◆ **EXERCISE OBJECTIVE**: Your task is to gather the lines below that hold the string "sent".

◆ **THE DATA**:
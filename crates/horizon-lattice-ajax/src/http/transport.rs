//! The network primitive seam.
//!
//! The pipeline never talks to the network itself. It hands an
//! [`OutgoingRequest`] to a [`Transport`] and waits for the single
//! [`Exchange`] that comes back. [`HttpClient`](super::HttpClient) is the
//! reqwest-backed implementation; hosts with their own primitive (a browser
//! bridge, a test double) implement the trait directly.

use std::sync::Arc;

use futures_util::future::BoxFuture;

use super::request::OutgoingRequest;
use super::response::{Exchange, TransferProgress};
use crate::error::Result;

/// Callback receiving progress notifications.
pub type ProgressCallback = Arc<dyn Fn(TransferProgress) + Send + Sync>;

/// Progress observers attached to a request before it is sent.
#[derive(Clone, Default)]
pub struct ProgressObservers {
    /// Notified as response bytes arrive.
    pub download: Option<ProgressCallback>,
    /// Notified as request bytes are written.
    pub upload: Option<ProgressCallback>,
}

impl ProgressObservers {
    /// Report download progress, if anyone is listening.
    pub fn notify_download(&self, progress: TransferProgress) {
        if let Some(observer) = &self.download {
            observer(progress);
        }
    }

    /// Report upload progress, if anyone is listening.
    pub fn notify_upload(&self, progress: TransferProgress) {
        if let Some(observer) = &self.upload {
            observer(progress);
        }
    }

    /// Returns true if no observer is attached.
    pub fn is_empty(&self) -> bool {
        self.download.is_none() && self.upload.is_none()
    }
}

impl std::fmt::Debug for ProgressObservers {
    fn fmt(&self, f: &mut std::fmt::Formatter<'_>) -> std::fmt::Result {
        f.debug_struct("ProgressObservers")
            .field("download", &self.download.is_some())
            .field("upload", &self.upload.is_some())
            .finish()
    }
}

/// An asynchronous network-request primitive.
///
/// `send` must yield exactly one [`Exchange`] per call and must not fail:
/// anything that prevents a response (DNS, refused connection, timeout) is
/// reported as an exchange with status `0`.
pub trait Transport: Send + Sync {
    /// Resolve and validate a request URL before anything is sent.
    ///
    /// Called synchronously during dispatch, so an unusable URL is reported
    /// to the caller as a configuration error.
    fn resolve_url(&self, url: &str) -> Result<String> {
        Ok(url.to_string())
    }

    /// Transmit the request and wait for its completion.
    fn send(
        &self,
        request: OutgoingRequest,
        observers: ProgressObservers,
    ) -> BoxFuture<'static, Exchange>;
}

impl<T: Transport + ?Sized> Transport for Arc<T> {
    fn resolve_url(&self, url: &str) -> Result<String> {
        (**self).resolve_url(url)
    }

    fn send(
        &self,
        request: OutgoingRequest,
        observers: ProgressObservers,
    ) -> BoxFuture<'static, Exchange> {
        (**self).send(request, observers)
    }
}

◆ **REPLY TO THE TASK**:
/// Progress observers attached to a request before it is sent.
    /// Resolve and validate a request URL before anything is sent.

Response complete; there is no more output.